Swift’s instagram post decoded. (Taylor Swift via Instagram)

The decision to re-record the album stemmed from her fraught relationship with Big Machine Label Group, which produced Swift’s first six albums. Scooter Braun acquired Big Machine Label Group in 2019, buying master rights to all of her albums thus far. These master rights include profit from streams as well as to allow usage in media, so this acquisition essentially robbed Swift. To add insult to injury, Braun is most known for his work with Kanye West, a notorious nemesis of Swift ever since he interrupted her VMA acceptance speech in 2009. Swift was quick to announce her re-recording after the acquisition, not only to earn the lost profits, but to reclaim a time in her life that was stolen from her. Re-releasing her albums would plummet the value of the original master recordings, and on April 9, as stated in a hidden code in her Instagram post, Swift will finally release the re-recorded version of “Fearless”, taking back what’s rightfully hers.

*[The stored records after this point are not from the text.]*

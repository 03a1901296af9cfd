//! Chat completions over NVIDIA's OpenAI-compatible API.

use async_trait::async_trait;
use serde::{Deserialize, Serialize};
use tracing::{debug, error};

use alfred_core::{CoreError, Llm, Message, Result, Role};

/// The default NVIDIA integrate endpoint.
const NVIDIA_API_BASE: &str = "https://integrate.api.nvidia.com/v1";

/// The default chat model.
const DEFAULT_MODEL: &str = "nvidia/nvidia-nemotron-nano-9b-v2";

/// Default sampling temperature.
const DEFAULT_TEMPERATURE: f32 = 0.4;

/// Default completion token budget.
const DEFAULT_MAX_TOKENS: u32 = 2048;

/// An [`Llm`] backed by an OpenAI-compatible `/chat/completions` endpoint.
///
/// Defaults target NVIDIA's integrate API; any endpoint speaking the same
/// protocol works via [`with_base_url`](NimChatModel::with_base_url).
/// Requests are single non-streaming completions with no client-side retry.
///
/// # Example
///
/// ```rust,ignore
/// use alfred_model::NimChatModel;
///
/// let model = NimChatModel::new("nvapi-...")?
///     .with_model("nvidia/nvidia-nemotron-nano-9b-v2");
/// ```
pub struct NimChatModel {
    client: reqwest::Client,
    api_key: String,
    base_url: String,
    model: String,
    temperature: f32,
    max_tokens: u32,
}

impl NimChatModel {
    /// Create a new client with the given API key and default settings.
    pub fn new(api_key: impl Into<String>) -> Result<Self> {
        let api_key = api_key.into();
        if api_key.is_empty() {
            return Err(CoreError::Model {
                provider: "NIM".into(),
                message: "API key must not be empty".into(),
            });
        }

        Ok(Self {
            client: reqwest::Client::new(),
            api_key,
            base_url: NVIDIA_API_BASE.into(),
            model: DEFAULT_MODEL.into(),
            temperature: DEFAULT_TEMPERATURE,
            max_tokens: DEFAULT_MAX_TOKENS,
        })
    }

    /// Create a new client using the `NVIDIA_API_KEY` environment variable.
    pub fn from_env() -> Result<Self> {
        let api_key = std::env::var("NVIDIA_API_KEY").map_err(|_| CoreError::Model {
            provider: "NIM".into(),
            message: "NVIDIA_API_KEY environment variable not set".into(),
        })?;
        Self::new(api_key)
    }

    /// Set the model name.
    pub fn with_model(mut self, model: impl Into<String>) -> Self {
        self.model = model.into();
        self
    }

    /// Set the API base URL (for self-hosted or compatible endpoints).
    pub fn with_base_url(mut self, base_url: impl Into<String>) -> Self {
        self.base_url = base_url.into();
        self
    }

    /// Set the sampling temperature.
    pub fn with_temperature(mut self, temperature: f32) -> Self {
        self.temperature = temperature;
        self
    }

    /// Set the completion token budget.
    pub fn with_max_tokens(mut self, max_tokens: u32) -> Self {
        self.max_tokens = max_tokens;
        self
    }
}

// ── Wire types ─────────────────────────────────────────────────────

#[derive(Serialize)]
struct ChatRequest<'a> {
    model: &'a str,
    messages: Vec<WireMessage<'a>>,
    temperature: f32,
    max_tokens: u32,
}

#[derive(Serialize)]
struct WireMessage<'a> {
    role: &'static str,
    content: &'a str,
}

fn wire_role(role: Role) -> &'static str {
    match role {
        Role::System => "system",
        Role::User => "user",
        Role::Assistant => "assistant",
    }
}

#[derive(Deserialize)]
struct ChatResponse {
    choices: Vec<Choice>,
}

#[derive(Deserialize)]
struct Choice {
    message: ChoiceMessage,
}

#[derive(Deserialize)]
struct ChoiceMessage {
    content: String,
}

#[derive(Deserialize)]
struct ErrorResponse {
    error: ErrorDetail,
}

#[derive(Deserialize)]
struct ErrorDetail {
    message: String,
}

// ── Llm implementation ─────────────────────────────────────────────

#[async_trait]
impl Llm for NimChatModel {
    fn name(&self) -> &str {
        &self.model
    }

    async fn generate(&self, messages: &[Message]) -> Result<String> {
        debug!(model = %self.model, message_count = messages.len(), "chat completion request");

        let request_body = ChatRequest {
            model: &self.model,
            messages: messages
                .iter()
                .map(|m| WireMessage { role: wire_role(m.role), content: &m.content })
                .collect(),
            temperature: self.temperature,
            max_tokens: self.max_tokens,
        };

        let response = self
            .client
            .post(format!("{}/chat/completions", self.base_url))
            .bearer_auth(&self.api_key)
            .json(&request_body)
            .send()
            .await
            .map_err(|e| {
                error!(model = %self.model, error = %e, "request failed");
                CoreError::Model { provider: "NIM".into(), message: format!("request failed: {e}") }
            })?;

        if !response.status().is_success() {
            let status = response.status();
            let body = response.text().await.unwrap_or_default();
            let detail = serde_json::from_str::<ErrorResponse>(&body)
                .map(|e| e.error.message)
                .unwrap_or(body);

            error!(model = %self.model, %status, "API error");
            return Err(CoreError::Model {
                provider: "NIM".into(),
                message: format!("API returned {status}: {detail}"),
            });
        }

        let completion: ChatResponse = response.json().await.map_err(|e| {
            error!(model = %self.model, error = %e, "failed to parse response");
            CoreError::Model {
                provider: "NIM".into(),
                message: format!("failed to parse response: {e}"),
            }
        })?;

        completion.choices.into_iter().next().map(|c| c.message.content).ok_or_else(|| {
            CoreError::Model { provider: "NIM".into(), message: "API returned no choices".into() }
        })
    }
}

But Swift has never been shy to take back what’s hers, whether it’s her album rights or her dignity. In her early 20s, Swift faced extreme criticism for her love life, from the number of men she had dated to unsolicited opinions on who she should be with. She proudly confronts these assumptions head first in “The Man,” as she sings, “And I’m so sick of them coming at me again ‘Cause if I was a man then I’d be the man.”

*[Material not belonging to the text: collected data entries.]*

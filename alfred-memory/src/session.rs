//! Within-thread conversation checkpoints.

use std::collections::HashMap;

use chrono::{DateTime, Utc};
use serde::{Deserialize, Serialize};
use tokio::sync::RwLock;

use alfred_core::Message;

/// State scoped to one conversation thread.
///
/// Holds the message list a session resumes from. Created on the first turn
/// of a session, updated every turn, and never deleted automatically — the
/// caller decides when a session's history is gone.
#[derive(Debug, Clone, Serialize, Deserialize)]
pub struct Checkpoint {
    /// The conversation so far, oldest first.
    pub messages: Vec<Message>,
    /// When the session was first seen.
    pub created_at: DateTime<Utc>,
    /// When the session last changed.
    pub updated_at: DateTime<Utc>,
}

impl Checkpoint {
    fn new() -> Self {
        let now = Utc::now();
        Self { messages: Vec::new(), created_at: now, updated_at: now }
    }
}

impl Default for Checkpoint {
    fn default() -> Self {
        Self::new()
    }
}

/// In-memory checkpoint storage keyed by session id.
#[derive(Debug, Default)]
pub struct SessionStore {
    sessions: RwLock<HashMap<String, Checkpoint>>,
}

impl SessionStore {
    /// Create a new empty store.
    pub fn new() -> Self {
        Self::default()
    }

    /// A snapshot of the session's checkpoint; empty for a new session.
    pub async fn checkpoint(&self, session_id: &str) -> Checkpoint {
        self.sessions.read().await.get(session_id).cloned().unwrap_or_default()
    }

    /// Append turns to the session, creating its checkpoint if needed.
    pub async fn append(&self, session_id: &str, turns: &[Message]) {
        let mut sessions = self.sessions.write().await;
        let checkpoint = sessions.entry(session_id.to_string()).or_default();
        checkpoint.messages.extend_from_slice(turns);
        checkpoint.updated_at = Utc::now();
    }

    /// Drop one session's checkpoint.
    pub async fn clear(&self, session_id: &str) {
        self.sessions.write().await.remove(session_id);
    }
}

In a 2016 Vogue interview, she gave advice to her younger self, saying that although she dated like any normal 20-year-old, the amount of hate she got for it would be completely disproportionate. Taylor Swift is known for writing her songs based on life experiences and her feelings about them; songs seem to be a way for her to savor memories before they pass. Her experiences, like any young person’s, include brushes with love and relationship struggles. 

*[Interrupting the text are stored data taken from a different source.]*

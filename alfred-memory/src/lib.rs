//! # alfred-memory
//!
//! The two-tier memory model for the Alfred document assistant:
//!
//! - **Cross-thread memory** — a [`UserProfile`] per user identity, persisted
//!   across conversations in a [`ProfileStore`] and rewritten wholesale after
//!   every turn by structured extraction ([`ProfileExtractor`]).
//! - **Within-thread memory** — a [`Checkpoint`] per conversation session,
//!   holding the message list, kept in a [`SessionStore`] and never deleted
//!   automatically.

pub mod error;
pub mod extract;
pub mod profile;
pub mod session;
pub mod store;

pub use error::{MemoryError, Result};
pub use extract::{LlmProfileExtractor, ProfileExtractor};
pub use profile::UserProfile;
pub use session::{Checkpoint, SessionStore};
pub use store::{InMemoryProfileStore, ProfileStore};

Having studied and worked at her music since she was 14 years old, hearing others claim she wrote songs simply to trap boyfriends and complain about relationships must have been an incredibly stinging insult. Still, Swift continued composing, reflecting and taking ownership of experiences with her lovers and her own reputation.  Even more recently, she has brandished her sword to defend her feminist ideals when a 2014-esque “Taylor Swift slut” joke popped up on Netflix’s new orginal, “Ginny and Georgia.” In the show, a character tells her friend she goes through men faster than Taylor Swift. After being used to similar jokes that have plagued her career, the singer tweeted right back. 

“Hey Ginny & Georgia, 2010 called and it wants its lazy, deeply sexist joke back,” Swift said. 

“Fearless (Taylor’s Version)” will include the same 20 songs as in 2008, but also six never-heard-before songs, adding up to 26 recordings all Swifties have to look forward to. They might have been young when they started listening to her, but her decisions show their love story will never end.